Wow, this week we witnessed Africa return centre-stage as Uganda and Joseph Kony became the embodiment of what we are supposed to think of the continent; black people in need, black people in conflict, black people are primitive, and black people sure are poor – morally and financially. If that isn’t clear enough for you just say “damn those niggers be at it again”. But where there is black there needs to be white, right? Because white is the colour of our saviour, white is powerful, white is justice, and white tastes like sugar. If that isn’t as clear as a black shit on fresh white snow just think of some Pope holding out his hand to some snotty-faced rag-tag, diseased-riddled nameless black child from that dark continent. But the professionalism with which this racist myth continues to permeate is not the polarisation I want to address here. To concentrate on this is to allow the debate to stagnate from fifty years ago and not to bring it to where it needs to be in the contemporary world.
The crudeness that I have just used is therefore meant to reflect that utilised not just by the Kony2012 campaign but also that of the many who saw through that viral video enough to actively criticise it. Many came across as knee-jerk reactions that while valid in terms of immediacy perhaps might also have lacked consistency and concentration at the same time. These reactions often didn’t seek to engage Invisible Children on their terms, and where the video was weakest, what are Ugandans and those affected by the Lord’s Resistance Army saying. Take Marcel Cartier for example, to those who are new to the issue and rarely tread here he might come off as a rambling fool; providing valid but all-encompassing international commentary which is not restricted to the specific topic, with few suggestions, if anything, on what should be done about the case at hand. Likewise, David Leon’s excellent piece is somewhat overcooked and therefore feeds into the dichotomy of ‘help us get Kony or fuck you’. If the Kony2012 campaign is creating wristbands of arrogance we must steer away from demonstrating the same trait with our responses. Elizabeth Flock’s interview with the photographer who captured Invisible Children holding guns was a thoroughly more grounded affair; it stood out because it knew what it wanted to accomplish and had the means to do so. An equally grounded piece comes from establishment favourite John Pilger but was published last year, way before this debacle of popularism and polarisation.
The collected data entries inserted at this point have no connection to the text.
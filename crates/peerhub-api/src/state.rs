//! Application state shared across all handlers and middleware.

use std::sync::Arc;

use peerhub_cache::CacheManager;
use peerhub_core::config::AppConfig;
use peerhub_presence::{PresenceStore, RateLimiter};
use peerhub_registry::RoomService;

/// Application state containing all shared dependencies.
///
/// Passed to every Axum handler via `State<AppState>`.
/// All fields are `Arc`-wrapped for cheap cloning across tasks.
#[derive(Debug, Clone)]
pub struct AppState {
    /// Application configuration.
    pub config: Arc<AppConfig>,
    /// Cache manager (Redis or in-memory).
    pub cache: Arc<CacheManager>,
    /// Room registry service.
    pub rooms: Arc<RoomService>,
    /// Presence store.
    pub presence: Arc<PresenceStore>,
    /// Request rate limiter.
    pub rate_limiter: Arc<RateLimiter>,
}

impl AppState {
    /// Assemble state from already-constructed services.
    pub fn new(
        config: Arc<AppConfig>,
        cache: Arc<CacheManager>,
        rooms: Arc<RoomService>,
    ) -> Self {
        let presence = Arc::new(PresenceStore::new(Arc::clone(&cache), &config.presence));
        let rate_limiter = Arc::new(RateLimiter::new(
            Arc::clone(&cache),
            config.rate_limit.clone(),
        ));
        Self {
            config,
            cache,
            rooms,
            presence,
            rate_limiter,
        }
    }
}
As some have highlighted the Kony2012 campaign has displayed profoundly the power the Internet has in connecting people and ideas but this has been at the expense of relating accurate and relative information. The campaign also displays the weaknesses of well-placed counter perspectives from within Western countries; overwhelmingly they react to the mainstream and have no dreams of doing anything else. Getting too worked up about the system and clearly valuing their own opinion on the world at the expense of those concerned. The Guardian’s datablog is a poignant condemnation of Invisible Children’s finances, and should definitely throw doubts into support that particular charity, but that’s not my primary focus. Of course I won’t bother too much with conspiracy theorists that provide a jumble of information in much the same way as the viral video; yes the USA has growing interest throughout Africa, yes the CIA, FBI and government have expanded their influence on university campuses but correlation is not causation. Although at least some of some of the grand theorising remained grounded with a sense of humour. Still nobody stated the obvious; that the Advertising Standards Agency would, in all likeliness, never have accepted the promotional stunt on numerous grounds.
Luckily enough we do have the Internet and are not restricted to dominant views of left or right persuasions. The best pieces that responded to Invisible Children’s campaign came out of Uganda, and came from people on that continent. Their focused voices took a variety of positions on a range of issues, from inaccuracies in the campaign to how it might affect tourism in Uganda. They included younger and older people as well as those in diasporic communities and at least one from a man who was formerly a child soldier in the Lord’s Resistance Army. Let’s not forgot the man’s own voice. There are plenty more out there that deserve more attention than they are currently getting. One Ugandan pointed out that such a weak campaign, followed by ambivalent discussion, would never have occurred in regards to the Middle East but because this is Africa we can all speak down to it. But as Kambale Musavuli demonstrates real dialogue must be made possible and highlighted – is this about imperialism? It is as if a single, Lion King-like, narrative informs every void of our mind. As Adam Branch points out this campaign and reaction to it isn’t about Uganda, this is about the USA and Americans.
So let us return to Simba, it is not Joseph Kony who killed him, though displace him as the popular vision of Africa perhaps. It is not even Invisible Children with their evangelical advert who can take credit for this. Nor is it the rhetorical reactions of those opposing the campaign. Those of us with access to the Internet but rely too heavily upon being told how to use it, and therefore click too quickly on that share button all have a hand to play. Because these children are not invisible and many have surely grown up, and some can relay there own opinions on Uganda, Africa and what peace means. All we have to do is search, listen, and share… As has been proven.
The story was jump-started with the violence of Tony Kony, with ‘invisible’ children. Wouldn’t the conclusions be so very different if we had bothered to start the story with the powerful Betty Bigombe, with visible children, with artists not the campaigners of politricks?